Tuesday, January 02, 2007

Vilsack

I was watching John Stewart interviewing Tom Vilsack, current governor of Iowa and the first Democrat to announce he will run in the 2008 presidential campaign. Early in the interview (here's the link on youtube; the relevant comment occurs 3 minutes and 24 seconds into the interview - ain't technology great?), he discusses the war in Iraq, calling it a mistake and so on. OK, about as much as you can expect from the "opposition", I suppose. But then get this:

"We've created a culture of dependency with our presence there, and I think it's time for us to say to the Iraqis and their government, `hey, it's up to you, it's your country, you fight for it, you die for it.'"

....

Huh?! A "Culture of Dependency?" Is this guy serious? Who are you, Dr. Phil? This is perfect - how can we pull out of this thing without admitting that we're the bad guys? Oh, I know - make it the Iraqi's fault!

I think the post-hoc rationalization has come just about full circle now. Let's see:

1) Saddam has WMD. Iraq dangerous. Protect Americans.

2) Whoops. Saddam still dangerous - links to Al Quaeda. Protect Americans.

3) Whoops. Well, Saddam was bad. Protect Iraqis - give them democracy.

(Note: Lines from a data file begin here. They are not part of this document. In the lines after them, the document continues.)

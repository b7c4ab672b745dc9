//! Duration value object

use std::fmt;

/// Value object representing the length of a clip or a playback position.
/// Immutable, millisecond precision.
#[derive(Debug, Clone, Copy, PartialEq, Eq, PartialOrd, Ord, Hash, Default)]
pub struct Duration {
    milliseconds: u64,
}

impl Duration {
    /// Zero length
    pub const ZERO: Self = Self::from_millis(0);

    /// Create a Duration from milliseconds
    pub const fn from_millis(ms: u64) -> Self {
        Self { milliseconds: ms }
    }

    /// Create a Duration from seconds
    pub const fn from_secs(secs: u64) -> Self {
        Self {
            milliseconds: secs * 1000,
        }
    }

    /// Create a Duration from a count of audio frames at the given rate.
    /// A zero rate yields zero.
    pub fn from_frames(frames: u64, sample_rate: u32) -> Self {
        if sample_rate == 0 {
            return Self::ZERO;
        }
        Self::from_millis(frames.saturating_mul(1000) / u64::from(sample_rate))
    }

    /// Get duration in whole seconds
    pub const fn as_secs(&self) -> u64 {
        self.milliseconds / 1000
    }

    /// Get duration in milliseconds
    pub const fn as_millis(&self) -> u64 {
        self.milliseconds
    }
}

impl fmt::Display for Duration {
    /// Formats as `mm:ss`; minutes wrap at one hour.
    fn fmt(&self, f: &mut fmt::Formatter<'_>) -> fmt::Result {
        let total_secs = self.as_secs();
        let seconds = total_secs % 60;
        let minutes = (total_secs / 60) % 60;
        write!(f, "{:02}:{:02}", minutes, seconds)
    }
}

4) Hmmm.... OK, foreign insurgents bad, disrupting struggling democracy. Protect Iraqis.

5) Oh hell. Iraqis not grateful - keep killing our soldiers - need to take responsibility for their own problems. Protect Americans.

Perfect. Genius. Poor brave America - tried so hard to help, but now its time to let these people catch their own fish.

I really don't have much faith left to lose at this point, but I'll keep my fingers crossed and hope for a candidate who has the sack (sorry) to admit to the blood we have on our hands and deal in an honest way with our nation's responsibility to the people of Iraq.